Di Maio pubblica lista "impresentabili". Nell'elenco anche Aiello, Censore e Scalzo
Un lungo post apparso sul Blog delle Stelle a firma del candidato premier M5s stila l’elenco dei candidati “impresentabili” del Pd e del centrodestra
"Renzi anziché ritirarli e chiedere scusa ha deciso di difendere la sua truppa di impresentabili". E' quanto scrive il capo politico del Movimento 5 Stelle, Luigi Di Maio. Il suo post è una controreplica alla risposta ricevuta da Renzi al suo invito di ritirare "gli impresentabili". Un lungo post apparso sul blog delle Stelle a firma del candidato premier M5s stila l’elenco dei candidati “impresentabili” del Pd e del centrodestra.
L'elenco del M5S. Da Luca Lotti, indagato nel caso Consip, passando a Umberto Bossi e Roberto Formigoni.
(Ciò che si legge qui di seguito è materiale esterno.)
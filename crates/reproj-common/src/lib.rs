//! Common types shared by the raster reprojection crates.

pub mod error;
pub mod extent;
pub mod projection;
pub mod raster;
pub mod state;

pub use error::{ReprojError, ReprojResult};
pub use extent::{Coordinate, Extent};
pub use projection::{Projection, ProjectionCode, Units};
pub use raster::Raster;
pub use state::LoadState;
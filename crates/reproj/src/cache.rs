//! Single-entry reprojection cache.
//!
//! Holds the most recent reprojected image of a source. A request with the
//! same source revision, an equivalent target projection, the same
//! resolution and the same extent gets that image back; anything else
//! disposes it and builds a new one.

use std::cell::{Cell, RefCell};
use std::fmt;
use std::rc::Rc;

use projection::ProjectionRegistry;
use reproj_common::{Extent, Projection, ReprojResult};
use tracing::{debug, info};

use crate::config::ReprojConfig;
use crate::image::LayerImage;
use crate::reproj_image::{ReprojectedImage, ReprojectionParams};
use crate::static_source::RasterSource;

struct CacheEntry {
    revision: u64,
    image: Rc<ReprojectedImage>,
}

/// Counters for cache behaviour.
#[derive(Debug, Clone, Copy, Default, PartialEq, Eq)]
pub struct CacheStats {
    /// Requests served by the source directly.
    pub bypassed: u64,
    pub hits: u64,
    /// Reprojected images built.
    pub misses: u64,
}

/// Memoizes the latest reprojected image of `source`.
pub struct ReprojectionCache<S: RasterSource> {
    source: Rc<S>,
    registry: Rc<ProjectionRegistry>,
    config: ReprojConfig,
    entry: RefCell<Option<CacheEntry>>,
    stats: Cell<CacheStats>,
}

impl<S: RasterSource> ReprojectionCache<S> {
    pub fn new(source: Rc<S>, registry: Rc<ProjectionRegistry>, config: ReprojConfig) -> Self {
        Self {
            source,
            registry,
            config,
            entry: RefCell::new(None),
            stats: Cell::new(CacheStats::default()),
        }
    }

    pub fn source(&self) -> &Rc<S> {
        &self.source
    }

    pub fn stats(&self) -> CacheStats {
        self.stats.get()
    }

    /// The currently cached reprojected image.
    pub fn cached_image(&self) -> Option<Rc<ReprojectedImage>> {
        self.entry.borrow().as_ref().map(|e| e.image.clone())
    }

    /// An image of `extent` at `resolution` in `projection`.
    ///
    /// Equivalent projections (or disabled reprojection) go straight to the
    /// source; otherwise a cached or freshly built reprojected image is
    /// returned.
    pub fn get_image(
        &self,
        extent: &Extent,
        resolution: f64,
        pixel_ratio: f64,
        projection: &Projection,
    ) -> ReprojResult<Option<Rc<dyn LayerImage>>> {
        let source_projection = self.source.projection();

        if !self.config.enabled || self.registry.is_equivalent(source_projection, projection) {
            self.bump(|s| s.bypassed += 1);
            return Ok(self.source.image_internal(extent, resolution, pixel_ratio));
        }

        let revision = self.source.revision();
        if let Some(image) = self.lookup(revision, extent, resolution, projection) {
            self.bump(|s| s.hits += 1);
            debug!(revision, %extent, resolution, "Reprojection cache hit");
            return Ok(Some(image));
        }

        // Dispose before building the replacement
        if let Some(previous) = self.entry.borrow_mut().take() {
            debug!(revision = previous.revision, "Disposing superseded reprojected image");
            previous.image.dispose();
        }

        let params = ReprojectionParams {
            registry: &self.registry,
            source_projection,
            target_projection: projection,
            target_extent: *extent,
            target_resolution: resolution,
            pixel_ratio,
            interpolate: self.config.interpolate_for(self.source.interpolate()),
            error_threshold: self.config.error_threshold,
            gutter: self.config.gutter,
        };
        let source = &self.source;
        let image = ReprojectedImage::new(&params, |source_extent, source_resolution, source_pixel_ratio| {
            Ok(source.image_internal(&source_extent, source_resolution, source_pixel_ratio))
        })?;

        self.bump(|s| s.misses += 1);
        info!(
            revision,
            %extent,
            resolution,
            source = %source_projection.code,
            target = %projection.code,
            "Created reprojected image"
        );

        *self.entry.borrow_mut() = Some(CacheEntry {
            revision,
            image: image.clone(),
        });
        Ok(Some(image))
    }

    /// Dispose and forget the cached image.
    pub fn clear(&self) {
        if let Some(entry) = self.entry.borrow_mut().take() {
            entry.image.dispose();
        }
    }

    fn lookup(
        &self,
        revision: u64,
        extent: &Extent,
        resolution: f64,
        projection: &Projection,
    ) -> Option<Rc<dyn LayerImage>> {
        let entry = self.entry.borrow();
        let entry = entry.as_ref()?;
        let matches = entry.revision == revision
            && self.registry.is_equivalent(entry.image.projection(), projection)
            && entry.image.resolution() == Some(resolution)
            && entry.image.extent() == *extent;
        if matches {
            let image: Rc<dyn LayerImage> = entry.image.clone();
            Some(image)
        } else {
            None
        }
    }

    fn bump(&self, f: impl FnOnce(&mut CacheStats)) {
        let mut stats = self.stats.get();
        f(&mut stats);
        self.stats.set(stats);
    }
}

impl<S: RasterSource> Drop for ReprojectionCache<S> {
    fn drop(&mut self) {
        self.clear();
    }
}

impl<S: RasterSource> fmt::Debug for ReprojectionCache<S> {
    fn fmt(&self, f: &mut fmt::Formatter<'_>) -> fmt::Result {
        f.debug_struct("ReprojectionCache")
            .field("projection", &self.source.projection().code)
            .field("cached", &self.entry.borrow().is_some())
            .field("stats", &self.stats.get())
            .finish()
    }
}
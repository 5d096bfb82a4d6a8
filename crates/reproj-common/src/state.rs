//! Load state shared by source images and reprojected images.

use serde::{Deserialize, Serialize};
use std::fmt;

/// Load state of an image.
#[derive(Debug, Clone, Copy, PartialEq, Eq, Hash, Serialize, Deserialize)]
pub enum LoadState {
    Idle,
    Loading,
    Loaded,
    Error,
    /// Nothing to load: the requested region has no source data.
    Empty,
}

impl LoadState {
    /// LOADED and ERROR are terminal; EMPTY never leaves its state either.
    pub fn is_terminal(&self) -> bool {
        matches!(self, LoadState::Loaded | LoadState::Error)
    }
}

impl Default for LoadState {
    fn default() -> Self {
        LoadState::Idle
    }
}

impl fmt::Display for LoadState {
    fn fmt(&self, f: &mut fmt::Formatter<'_>) -> fmt::Result {
        let name = match self {
            LoadState::Idle => "idle",
            LoadState::Loading => "loading",
            LoadState::Loaded => "loaded",
            LoadState::Error => "error",
            LoadState::Empty => "empty",
        };
        write!(f, "{}", name)
    }
}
Non mancano nella lista Luigi Cesaro, detto “Giggino a’ purpetta” e “Franco Alfieri, il ‘signore delle fritture’ elogiato dal governatore campano Vincenzo De Luca perché “sa fare le clientele come Cristo comanda”. E tra i candidati del Pd che - a giudizio di Di Maio - sarebbero da ritirare perché "impresentabili" spuntano anche i calabresi Ferdinando Aiello, Brunello Censore ed Antonio Scalzo, rinviati a giudizio nel luglio dello scorso anno. “Renzi - scrive Di Maio - ha diffamato pubblicamente il MoVimento 5 Stelle dicendo che noi abbiamo impresentabili. Gli impresentabili e riciclati li ha messi lui nelle liste con un atto d’imperio fregandosene degli iscritti e della democrazia interna del suo partito”.
La replica di Renzi. "Di Maio dice: anche il centrosinistra è pieno di impresentabili. E fa l'elenco di qualche nostro candidato che ha ricevuto avvisi di garanzia. Noi di solito facciamo finta di niente e non replichiamo a queste bassezze. Oggi non più. Caro Di Maio, quello che ancora non hai capito è che un avviso di garanzia non è una condanna. Non si diventa "impresentabili" per un avviso di garanzia o per essere indagati. Perché altrimenti per voi sarebbe un dramma".